Identita' periture. Il percorso di Crivellari parte da lontano, da una fotografia in bianco e nero che si puo' inserire nel solco del neorealismo tracciato dalla scuola spilimberghese.
Questa bellezza? – si pensa, – sì, va bene, ma è poi la mia? Questa verità che sto scoprendo, è davvero la mia verità? Gli scopi, le voci, la realtà, tutte queste cose seducenti che allettano e guidano, che noi seguiamo, in cui ci buttiamo, sono la vera verità, o invece non se ne coglie che un soffio inafferrabile, posatosi sulla realtà?
Robert Musil, L’uomo senza qualità, Einaudi, Torino 1972, p. 123.
Il percorso di Amos Crivellari parte da lontano, da una fotografia in bianco e nero – parliamo degli anni ‘80 - che si può inserire nel solco del neorealismo tracciato con maestria dalla scuola spilimberghese, a cui il fotografo, originario di Spilimbergo, può essere accostato. E dunque è fotografia di figure, cose, case, oggetti, gente – di un mondo che esisteva concretamente, anche se ancora per poco, e di lì a poco sarebbe stato spazzato via dalla trasformazione epocale intervenuta nella società contemporanea.
Dal ‘93 prende avvio una sperimentazione che Crivellari stesso definisce dell’“astrattismo cromatico” e il cui tema fondamentale è la luce2. Concentrandosi su fonti luminose artificiali e colorate, fotografate sfruttando consapevolmente l’effetto del mosso, la fotografia disintegra la rappresentazione del reale e intesse un gioco di puro e astratto colore, approdando così a un risultato che è quasi agli antipodi della fase precedente.

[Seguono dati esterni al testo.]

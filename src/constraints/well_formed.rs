use super::ScheduleAsserts;
use crate::basic_types::SortMismatchError;
use crate::domain::Day;
use crate::domain::LessonTerm;
use crate::domain::Slot;
use crate::smt::Formula;

impl ScheduleAsserts<'_> {
    /// Creates the formula stating that a filled `lesson` has a configured subject and room,
    /// and that its (tutor, subject, kind) is eligible. A blank lesson is always well formed.
    pub fn lesson_well_formed(&self, lesson: &LessonTerm) -> Result<Formula, SortMismatchError> {
        self.problem.check_sort(self.sorts.subject_sort(), &lesson.subject())?;
        self.problem.check_sort(self.sorts.kind_sort(), &lesson.kind())?;
        self.problem.check_sort(self.sorts.tutor_sort(), &lesson.tutor())?;
        self.problem.check_sort(self.sorts.room_sort(), &lesson.room())?;

        let known_subject = self
            .problem
            .is_one_of(lesson.subject(), self.sorts.subject_constants())?;
        let known_room = self
            .problem
            .is_one_of(lesson.room(), self.sorts.room_constants())?;

        let mut eligible = Vec::with_capacity(self.eligibility.len());
        for eligibility in self.eligibility {
            let (Some(tutor), Some(subject)) = (
                self.sorts.tutor(eligibility.tutor),
                self.sorts.subject(eligibility.subject),
            ) else {
                continue;
            };

            eligible.push(Formula::and([
                self.eq(tutor, lesson.tutor())?,
                self.eq(subject, lesson.subject())?,
                self.eq(self.sorts.kind(eligibility.kind), lesson.kind())?,
            ]));
        }

        Ok(Formula::implies(
            lesson.is_filled(),
            Formula::and([known_subject, known_room, Formula::or(eligible)]),
        ))
    }

    /// Creates the formula stating that every lesson of the active constructor of the cell is
    /// well formed.
    pub fn slot_well_formed(
        &self,
        group: usize,
        day: Day,
        slot: Slot,
    ) -> Result<Formula, SortMismatchError> {
        let item = self.schedule.apply(group, day, slot);

        let mut conjuncts = Vec::with_capacity(3);
        for (_, active, lesson) in item.positions() {
            conjuncts.push(Formula::implies(active, self.lesson_well_formed(lesson)?));
        }

        Ok(Formula::and(conjuncts))
    }
}
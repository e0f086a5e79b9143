use thiserror::Error;

use crate::domain::GroupId;
use crate::domain::LessonKind;
use crate::domain::SubjectId;
use crate::domain::TutorId;

/// Malformed input detected before any constraint is constructed.
#[derive(Clone, Debug, Error, PartialEq)]
pub enum ConfigurationError {
    #[error("required load {0} is not a non-negative multiple of 0.5")]
    InvalidLoad(f64),

    #[error(
        "tutor eligibility ({}, {subject}, {kind}) references a subject without a required load",
        .tutor.map_or_else(|| "no tutor".to_owned(), |tutor| tutor.to_string())
    )]
    UnknownSubject {
        tutor: Option<TutorId>,
        subject: SubjectId,
        kind: LessonKind,
    },

    #[error("a group specific load is given for {0}, which is not one of the scheduled groups")]
    UnknownGroup(GroupId),

    #[error(
        "the load of {subject}{} is given more than once",
        .group.map_or_else(String::new, |group| format!(" for {group}"))
    )]
    DuplicateLoad {
        group: Option<GroupId>,
        subject: SubjectId,
    },

    #[error("the daily run of lessons must satisfy 1 <= min ({min}) <= max ({max}) <= {slots}")]
    InvalidRunBounds { min: usize, max: usize, slots: usize },
}

/// A symbolic term of one sort was used where a term of another sort is required.
///
/// This indicates a programming error inside the constraint builder rather than bad input.
#[derive(Clone, Debug, Error, PartialEq, Eq)]
#[error("sort mismatch: expected a term of sort `{expected}`, found `{found}`")]
pub struct SortMismatchError {
    pub expected: String,
    pub found: String,
}

/// The constraint formula could not be constructed.
#[derive(Clone, Debug, Error, PartialEq, Eq)]
pub enum BuildError {
    #[error(transparent)]
    SortMismatch(#[from] SortMismatchError),
}

/// Decoding was requested for something the satisfying model does not describe.
#[derive(Clone, Debug, Error, PartialEq, Eq)]
pub enum DecodeError {
    #[error("no satisfying model is available; the last check was not satisfiable")]
    NotSatisfiable,

    #[error("{0} is not one of the scheduled groups")]
    UnknownGroup(GroupId),

    #[error("group index {index} is out of range for {groups} scheduled groups")]
    GroupOutOfRange { index: usize, groups: usize },

    #[error("day index {0} is out of range")]
    DayOutOfRange(usize),

    #[error("slot index {0} is out of range")]
    SlotOutOfRange(usize),

    #[error("the model assigns the unconfigured value #{value} of sort `{sort}` to a filled lesson")]
    UnconfiguredValue { sort: String, value: usize },
}

/// Failure to load a curriculum or options file.
#[derive(Debug, Error)]
pub enum LoadError {
    #[error("IO error: {0}")]
    Io(#[from] std::io::Error),

    #[error("TOML parse error: {0}")]
    Toml(#[from] toml::de::Error),

    #[error("invalid configuration: {0}")]
    Configuration(#[from] ConfigurationError),
}
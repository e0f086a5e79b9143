//! # Timetabler
//! Synthesises weekly class timetables for university study groups.
//!
//! A valid timetable is described declaratively: the [`constraints`] module turns the
//! [`domain`] model into a single formula over finite sorts and pseudo-boolean sums, the
//! [`generator`] hands that formula to a satisfiability [`smt::Backend`] and the [`decoder`]
//! turns a satisfying valuation back into a concrete [`decoder::Schedule`].
//!
//! The default backend lowers the formula to CNF (see [`encodings`]) and delegates the search
//! to the `splr` CDCL solver.
//!
//! ```no_run
//! use timetabler::domain::LessonKind;
//! use timetabler::domain::RoomId;
//! use timetabler::domain::SubjectId;
//! use timetabler::domain::TutorId;
//! use timetabler::domain::GroupId;
//! use timetabler::generator::Curriculum;
//! use timetabler::generator::Eligibility;
//! use timetabler::generator::Outcome;
//! use timetabler::generator::RequiredLoad;
//! use timetabler::generator::ScheduleGenerator;
//! use timetabler::basic_types::Load;
//!
//! let mut load = RequiredLoad::default();
//! load.set(SubjectId(1), LessonKind::Lecture, Load::whole(2));
//!
//! let curriculum = Curriculum::new(
//!     load,
//!     [Eligibility::new(Some(TutorId(1)), SubjectId(1), LessonKind::Lecture)],
//!     [RoomId(1)],
//!     [GroupId(1)],
//! )
//! .unwrap();
//!
//! let mut generator = ScheduleGenerator::new(curriculum);
//! if generator.check().unwrap() == Outcome::Satisfiable {
//!     let schedule = generator.decode().unwrap();
//!     println!("{schedule:?}");
//! }
//! ```

pub mod asserts;
pub mod basic_types;
pub mod constraints;
pub mod decoder;
pub mod domain;
pub mod encodings;
pub mod generator;
pub mod render;
pub mod runner;
pub mod sat;
pub mod smt;

mod tests;

pub use basic_types::ConfigurationError;
pub use basic_types::DecodeError;
pub use basic_types::SortMismatchError;
pub use generator::Outcome;
pub use generator::ScheduleGenerator;
use super::ScheduleAsserts;
use crate::domain::Day;
use crate::domain::Slot;
use crate::domain::SLOTS_PER_DAY;
use crate::smt::Formula;

impl ScheduleAsserts<'_> {
    /// Creates the formula stating that the non-blank slots of `group` on `day` are either none
    /// at all, or one contiguous run whose length lies within the configured bounds.
    ///
    /// Every admissible (offset, length) window is enumerated explicitly.
    pub fn daily_pattern_valid(&self, group: usize, day: Day) -> Formula {
        let blank = Slot::all()
            .map(|slot| self.schedule.apply(group, day, slot).is_blank())
            .collect::<Vec<_>>();

        let min = self.options.min_lessons_per_day;
        let max = self.options.max_lessons_per_day.min(SLOTS_PER_DAY);

        let empty_day = Formula::and(blank.iter().cloned());
        let windows = (min..=max).flat_map(|length| {
            let blank = &blank;
            (0..=SLOTS_PER_DAY - length).map(move |offset| {
                Formula::and(blank.iter().enumerate().map(|(slot, is_blank)| {
                    if (offset..offset + length).contains(&slot) {
                        Formula::not(is_blank.clone())
                    } else {
                        is_blank.clone()
                    }
                }))
            })
        });

        Formula::or(std::iter::once(empty_day).chain(windows))
    }
}
use log::debug;

use super::ScheduleAsserts;
use crate::basic_types::SortMismatchError;
use crate::domain::Day;
use crate::domain::LessonKind;
use crate::domain::Parity;
use crate::domain::Slot;
use crate::domain::SlotItemTerm;
use crate::domain::DAYS_PER_WEEK;
use crate::generator::RequiredLoad;
use crate::generator::SlotItemTypeQuota;
use crate::smt::Formula;

impl ScheduleAsserts<'_> {
    /// Creates the formula stating that, for every subject and kind, the lessons of `group`
    /// add up to exactly the required weekly load.
    ///
    /// A `Single` lesson counts as one lesson and each side of a `Pair` as half a lesson. The
    /// sums are taken in half lessons, so a single weighs 2 and a pair side 1.
    pub fn weekly_load_valid(
        &self,
        group: usize,
        load: &RequiredLoad,
    ) -> Result<Formula, SortMismatchError> {
        let mut conjuncts = Vec::new();

        for &subject in self.sorts.subjects().ids() {
            for kind in LessonKind::ALL {
                let mut terms = Vec::new();

                for item in self.cells(group) {
                    for (parity, active, lesson) in item.positions() {
                        let weight = if parity == Parity::Whole { 2 } else { 1 };
                        let matches = Formula::and([active, self.teaches(lesson, subject, kind)?]);
                        terms.push((weight, matches));
                    }
                }

                conjuncts.push(Formula::count_eq(terms, load.get(subject, kind).halves()));
            }
        }

        Ok(Formula::and(conjuncts))
    }

    /// Creates the formula stating that `group` has exactly as many filled singles, fully filled
    /// pairs and half filled pairs as `quota` asks for.
    ///
    /// Every counted item occupies a non-blank slot, so a quota beyond the number of slots the
    /// daily runs can occupy is unsatisfiable and is folded to `false` right away.
    pub fn slot_item_type_quota(&self, group: usize, quota: &SlotItemTypeQuota) -> Formula {
        let capacity = DAYS_PER_WEEK * self.options.max_lessons_per_day;
        if quota.total() as usize > capacity {
            debug!(
                "quota of {} slot items exceeds the capacity of {capacity} slots",
                quota.total()
            );
            return Formula::FALSE;
        }

        let singles = self.cells(group).map(|item| {
            (
                1,
                Formula::and([item.is_single(), item.single().is_filled()]),
            )
        });
        let pairs = self.cells(group).map(|item| {
            (
                1,
                Formula::and([
                    item.is_pair(),
                    item.numerator().is_filled(),
                    item.denominator().is_filled(),
                ]),
            )
        });
        let halves = self.cells(group).map(|item| {
            (
                1,
                Formula::and([
                    item.is_pair(),
                    Formula::xor(item.numerator().is_blank(), item.denominator().is_blank()),
                ]),
            )
        });

        Formula::and([
            Formula::count_eq(singles, quota.single),
            Formula::count_eq(pairs, quota.pair),
            Formula::count_eq(halves, quota.half),
        ])
    }

    /// The slot items of `group`, day by day.
    fn cells(&self, group: usize) -> impl Iterator<Item = &SlotItemTerm> + '_ {
        Day::ALL.into_iter().flat_map(move |day| {
            Slot::all().map(move |slot| self.schedule.apply(group, day, slot))
        })
    }
}
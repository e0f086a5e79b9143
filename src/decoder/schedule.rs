use serde::Serialize;

use crate::basic_types::Load;
use crate::domain::Day;
use crate::domain::GroupId;
use crate::domain::Lesson;
use crate::domain::LessonKind;
use crate::domain::Parity;
use crate::domain::RoomId;
use crate::domain::Slot;
use crate::domain::SlotItem;
use crate::domain::SubjectId;
use crate::domain::TutorId;

/// The decoded timetables of all groups, in the order the groups were configured.
#[derive(Clone, Debug, PartialEq, Eq, Serialize)]
pub struct Schedule {
    pub groups: Vec<GroupSchedule>,
}

impl Schedule {
    pub fn group(&self, group: GroupId) -> Option<&GroupSchedule> {
        self.groups.iter().find(|schedule| schedule.group == group)
    }
}

/// The timetable of one group, Monday to Saturday.
#[derive(Clone, Debug, PartialEq, Eq, Serialize)]
pub struct GroupSchedule {
    pub group: GroupId,
    pub days: Vec<DaySchedule>,
}

impl GroupSchedule {
    /// The number of lessons of `subject` and `kind` per week, counting each side of a pair as
    /// half a lesson.
    pub fn weekly_load(&self, subject: SubjectId, kind: LessonKind) -> Load {
        self.assignments()
            .filter(|assignment| assignment.subject == subject && assignment.kind == kind)
            .map(|assignment| match assignment.parity {
                Parity::Whole => Load::whole(1),
                Parity::Numerator | Parity::Denominator => Load::from_halves(1),
            })
            .sum()
    }

    /// Every scheduled lesson of the week.
    pub fn assignments(&self) -> impl Iterator<Item = &LessonAssignment> + '_ {
        self.days.iter().flat_map(|day| {
            day.slots
                .iter()
                .flatten()
                .flat_map(|item| item.assignments())
        })
    }
}

/// The slots of one day; `None` marks a slot where nothing is scheduled.
#[derive(Clone, Debug, PartialEq, Eq, Serialize)]
pub struct DaySchedule {
    pub day: Day,
    pub slots: Vec<Option<LessonItem>>,
}

impl DaySchedule {
    /// The cell content at `slot`, with an empty slot as `Single(Blank)`.
    pub fn slot_item(&self, slot: Slot) -> SlotItem {
        self.slots
            .get(slot.index())
            .and_then(Option::as_ref)
            .map_or(SlotItem::BLANK, LessonItem::to_slot_item)
    }

    /// The indices of the slots where something is scheduled.
    pub fn occupied_slots(&self) -> impl Iterator<Item = usize> + '_ {
        self.slots
            .iter()
            .enumerate()
            .filter(|(_, item)| item.as_ref().is_some_and(|item| !item.is_blank()))
            .map(|(index, _)| index)
    }
}

/// What happens in an occupied slot.
#[derive(Clone, Debug, PartialEq, Eq, Serialize)]
#[serde(tag = "type", rename_all = "lowercase")]
pub enum LessonItem {
    Single(LessonAssignment),
    /// Alternating lessons; a side without a lesson is `None`.
    Pair {
        numerator: Option<LessonAssignment>,
        denominator: Option<LessonAssignment>,
    },
}

impl LessonItem {
    /// `None` for `Single(Blank)`, the only item without anything to show.
    pub fn from_slot_item(item: SlotItem) -> Option<LessonItem> {
        match item {
            SlotItem::Single(lesson) => {
                LessonAssignment::from_lesson(lesson, Parity::Whole).map(LessonItem::Single)
            }
            SlotItem::Pair {
                numerator,
                denominator,
            } => Some(LessonItem::Pair {
                numerator: LessonAssignment::from_lesson(numerator, Parity::Numerator),
                denominator: LessonAssignment::from_lesson(denominator, Parity::Denominator),
            }),
        }
    }

    pub fn to_slot_item(&self) -> SlotItem {
        let lesson = |assignment: &Option<LessonAssignment>| {
            assignment
                .as_ref()
                .map_or(Lesson::Blank, LessonAssignment::to_lesson)
        };

        match self {
            LessonItem::Single(assignment) => SlotItem::Single(assignment.to_lesson()),
            LessonItem::Pair {
                numerator,
                denominator,
            } => SlotItem::Pair {
                numerator: lesson(numerator),
                denominator: lesson(denominator),
            },
        }
    }

    pub fn is_blank(&self) -> bool {
        matches!(
            self,
            LessonItem::Pair {
                numerator: None,
                denominator: None
            }
        )
    }

    pub fn assignments(&self) -> impl Iterator<Item = &LessonAssignment> + '_ {
        let assignments = match self {
            LessonItem::Single(assignment) => [Some(assignment), None],
            LessonItem::Pair {
                numerator,
                denominator,
            } => [numerator.as_ref(), denominator.as_ref()],
        };

        assignments.into_iter().flatten()
    }
}

/// One concrete lesson of a timetable.
#[derive(Clone, Copy, Debug, PartialEq, Eq, Hash, Serialize)]
pub struct LessonAssignment {
    pub kind: LessonKind,
    pub subject: SubjectId,
    pub tutor: Option<TutorId>,
    pub room: RoomId,
    pub parity: Parity,
}

impl LessonAssignment {
    pub fn from_lesson(lesson: Lesson, parity: Parity) -> Option<LessonAssignment> {
        match lesson {
            Lesson::Blank => None,
            Lesson::Filled {
                subject,
                kind,
                tutor,
                room,
            } => Some(LessonAssignment {
                kind,
                subject,
                tutor,
                room,
                parity,
            }),
        }
    }

    pub fn to_lesson(&self) -> Lesson {
        Lesson::Filled {
            subject: self.subject,
            kind: self.kind,
            tutor: self.tutor,
            room: self.room,
        }
    }

    pub fn is_lecture(&self) -> bool {
        self.kind == LessonKind::Lecture
    }
}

La ricerca degli ultimi quattro anni circa torna a indirizzarsi verso la figura umana, il ritratto in particolare, ma affrontandolo con il linguaggio messo a punto nelle sperimentazioni astratte, e si pone quindi come una sintesi del percorso precedente e insieme un nuovo e maturo approdo3. In realtà la figura umana era presente anche all’inizio della fase astratta, ma con una funzione diversa e con una intenzionalità che è quasi all’opposto rispetto all’ultima ricerca. Quei volti che, agli inizi degli anni ‘90, erano un terreno di sperimentazione, e rimanevano tuttavia riconoscibili, riacquistano ora un’importanza semantica, ritornano ad essere, come nella prima fase in bianco e nero, oggetto di indagine per se stessi: volti di “persone”, con un loro portato di sentimenti, espressioni, stati d’animo… Su cui agisce però una fotografia che, resa esperta dalle sperimentazioni sul movimento e sulla luce, li rende “ir-riconoscibili”, li deforma fino a rivelare “ri(s)volti” (da cui il titolo della mostra) di realtà che portano oltre il ritratto.
La figura si sdoppia, si moltiplica, si liquefa in scie luminose, svapora in veli trasparenti, come spolpata da una forza superiore che risucchi la consistenza della materia e la riduca sul punto di dissolversi in un pulviscolo senza forma.
Del volto non rimane che il lampo di uno sguardo, la piega delle labbra; oppure è l’espressività di un gesto a perdurare, un po’ di più, nel flusso del colore. Anzi, nel flusso del tempo-colore: perché, concretamente, quel colore, quelle scie, quelle luminescenze sono frutto delle luci fotografate con tempi lunghi di esposizione; e nel contempo sono simbolo di un Tempo che involge e travolge ogni cosa e fa tutt’uno delle figure, degli oggetti e degli spazi attorno, compenetrando ogni esistenza in un flusso continuo, indistinto e, potremmo dire, “transgenico”.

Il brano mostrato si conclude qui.